Source Rock Potential of the Kimmeridge Clay in the Wessex Basin
The Kimmeridge Clay Formation is widely regarded as the predominant source rock of the North
Sea oil (Barnard and Cooper, 1981). However, in the Wessex Basin it is not the major source to
known hydrocarbons, not because of its lithology and organic matter content, but because of its low
maturity, a function of its maximum burial depth.
The organic matter in the Kimmeridge Clay Formation of the Wessex Basin is dominantly
marine type II kerogen with only a minor contribution of terrestrial material (Farrimond et al.,
1984). Extracts from the Kimmeridge Clay Formation of the Wessex Basin show typical alkane
populations, although the lipid concentrations are unusual (Farrimond et al., 1984).
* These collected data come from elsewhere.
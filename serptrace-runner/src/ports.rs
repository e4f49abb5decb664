// serptrace-runner/src/ports.rs
// ============================================================================
// Module: External Stage Ports
// Description: Narrow trait interfaces to the collector, annotation, and
//              metrics applications, whose internals are out of scope.
// Purpose: Give the runner a fixed surface to drive external stages and let
//          tests substitute fakes.
// Dependencies: async-trait, tokio (process)
// ============================================================================

//! ## Overview
//! Three single-method traits, one per externally-implemented stage, mirror
//! the narrow-capability trait style used throughout this codebase. Two
//! concrete implementations are provided: [`NoopStagePort`] (immediate
//! success, used in tests and minimal deployments) and [`ScriptStagePort`]
//! (spawns a configured external command and waits for exit status 0).

use async_trait::async_trait;

use crate::error::AnnotationPortError;
use crate::error::CollectorPortError;
use crate::error::MetricsPortError;

/// Context passed to [`CollectorPort::run_collection`].
#[derive(Debug, Clone)]
pub struct CollectorContext {
    /// Run this invocation belongs to.
    pub run_id: String,
    /// Directory the collector is expected to write JSON files into.
    pub collector_output_dir: String,
}

/// Context passed to [`AnnotationPort::run_annotation`].
#[derive(Debug, Clone)]
pub struct AnnotationContext {
    /// Run this invocation belongs to.
    pub run_id: String,
}

/// Context passed to [`MetricsPort::run_metrics`].
#[derive(Debug, Clone)]
pub struct MetricsContext {
    /// Run this invocation belongs to.
    pub run_id: String,
}

/// Triggers the external multi-engine search collector.
#[async_trait]
pub trait CollectorPort: Send + Sync {
    /// Runs the collector to completion, returning once it has finished
    /// writing JSON result files to the configured output directory.
    ///
    /// # Errors
    ///
    /// Returns [`CollectorPortError`] when the collector fails to run.
    async fn run_collection(&self, ctx: &CollectorContext) -> Result<(), CollectorPortError>;
}

/// Triggers the external LLM-based annotation application.
#[async_trait]
pub trait AnnotationPort: Send + Sync {
    /// Runs annotation to completion. The external application is expected
    /// to have read pending search results and written annotation rows via
    /// the shared storage handle by the time this returns.
    ///
    /// # Errors
    ///
    /// Returns [`AnnotationPortError`] when annotation fails to run.
    async fn run_annotation(&self, ctx: &AnnotationContext) -> Result<(), AnnotationPortError>;
}

/// Triggers the external bias-metrics computation application.
#[async_trait]
pub trait MetricsPort: Send + Sync {
    /// Runs metrics computation to completion. The external application is
    /// expected to have written metric records and annotation aggregates by
    /// the time this returns.
    ///
    /// # Errors
    ///
    /// Returns [`MetricsPortError`] when metrics computation fails to run.
    async fn run_metrics(&self, ctx: &MetricsContext) -> Result<(), MetricsPortError>;
}

/// A stage port that always succeeds immediately, for tests and minimal
/// deployments that do not wire a real external stage.
#[derive(Debug, Clone, Copy, Default)]
pub struct NoopStagePort;

#[async_trait]
impl CollectorPort for NoopStagePort {
    async fn run_collection(&self, _ctx: &CollectorContext) -> Result<(), CollectorPortError> {
        Ok(())
    }
}

#[async_trait]
impl AnnotationPort for NoopStagePort {
    async fn run_annotation(&self, _ctx: &AnnotationContext) -> Result<(), AnnotationPortError> {
        Ok(())
    }
}

#[async_trait]
impl MetricsPort for NoopStagePort {
    async fn run_metrics(&self, _ctx: &MetricsContext) -> Result<(), MetricsPortError> {
        Ok(())
    }
}

/// A stage port that spawns a configured external command and waits for it
/// to exit with status 0. Stdout/stderr are logged at debug level.
#[derive(Debug, Clone)]
pub struct ScriptStagePort {
    argv: Vec<String>,
}

impl ScriptStagePort {
    /// Builds a script stage port from an argv (`argv[0]` is the program).
    #[must_use]
    pub fn new(argv: Vec<String>) -> Self {
        Self { argv }
    }

    async fn run(&self, run_id: &str) -> Result<(), String> {
        let Some((program, args)) = self.argv.split_first() else {
            return Err("script stage port configured with empty argv".to_owned());
        };
        let output = tokio::process::Command::new(program)
            .args(args)
            .env("SERPTRACE_RUN_ID", run_id)
            .output()
            .await
            .map_err(|err| format!("failed to spawn {program}: {err}"))?;

        tracing::debug!(
            program = program.as_str(),
            stdout = %String::from_utf8_lossy(&output.stdout),
            stderr = %String::from_utf8_lossy(&output.stderr),
            "stage script output"
        );

        if output.status.success() {
            Ok(())
        } else {
            Err(format!("{program} exited with {}", output.status))
        }
    }
}

#[async_trait]
impl CollectorPort for ScriptStagePort {
    async fn run_collection(&self, ctx: &CollectorContext) -> Result<(), CollectorPortError> {
        self.run(&ctx.run_id).await.map_err(CollectorPortError::Failed)
    }
}

#[async_trait]
impl AnnotationPort for ScriptStagePort {
    async fn run_annotation(&self, ctx: &AnnotationContext) -> Result<(), AnnotationPortError> {
        self.run(&ctx.run_id).await.map_err(AnnotationPortError::Failed)
    }
}

#[async_trait]
impl MetricsPort for ScriptStagePort {
    async fn run_metrics(&self, ctx: &MetricsContext) -> Result<(), MetricsPortError> {
        self.run(&ctx.run_id).await.map_err(MetricsPortError::Failed)
    }
}

#[cfg(test)]
mod tests {
    use super::*;

    #[tokio::test(flavor = "multi_thread")]
    async fn noop_port_succeeds_for_all_three_stages() {
        let port = NoopStagePort;
        port.run_collection(&CollectorContext {
            run_id: "r1".to_owned(),
            collector_output_dir: "data/serp".to_owned(),
        })
        .await
        .expect("collector");
        port.run_annotation(&AnnotationContext { run_id: "r1".to_owned() }).await.expect("annotation");
        port.run_metrics(&MetricsContext { run_id: "r1".to_owned() }).await.expect("metrics");
    }

    #[tokio::test(flavor = "multi_thread")]
    async fn script_port_runs_true_successfully() {
        let port = ScriptStagePort::new(vec!["true".to_owned()]);
        port.run_metrics(&MetricsContext { run_id: "r1".to_owned() }).await.expect("metrics");
    }

    #[tokio::test(flavor = "multi_thread")]
    async fn script_port_surfaces_nonzero_exit() {
        let port = ScriptStagePort::new(vec!["false".to_owned()]);
        let result = port.run_metrics(&MetricsContext { run_id: "r1".to_owned() }).await;
        assert!(result.is_err());
    }
}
Total organic
carbon (TOC) contents range from 0.9 to 57.2%, and are generally high, being highest in the
laminated mudstones (the so-called oil shales). The coccolith limestones and diagenetic cementstones
have the lowest amounts of TOC. The Kimmeridge Clay Formation exhibits a wide range of organic
maturity levels in north-west Europe, ranging from immature in UK onshore section (Gallois, 1979a;
Williams and Douglas, 1981) to the dry-gas generating stage in the central parts of the North Sea
Viking and Central grabens (Baird, 1986). According to Scotchman (1987), the vitrinite reflectance of
the onshore Kimmeridge Clay Formation ranges from 0.3% to 0.6%, while the Rock-Eval pyrolysis
T max. values lie between 412 and 437 ˚ C, indicating the samples to be immature and to lie within
the incipient zone of oil generation, as defined by Lewan (1985).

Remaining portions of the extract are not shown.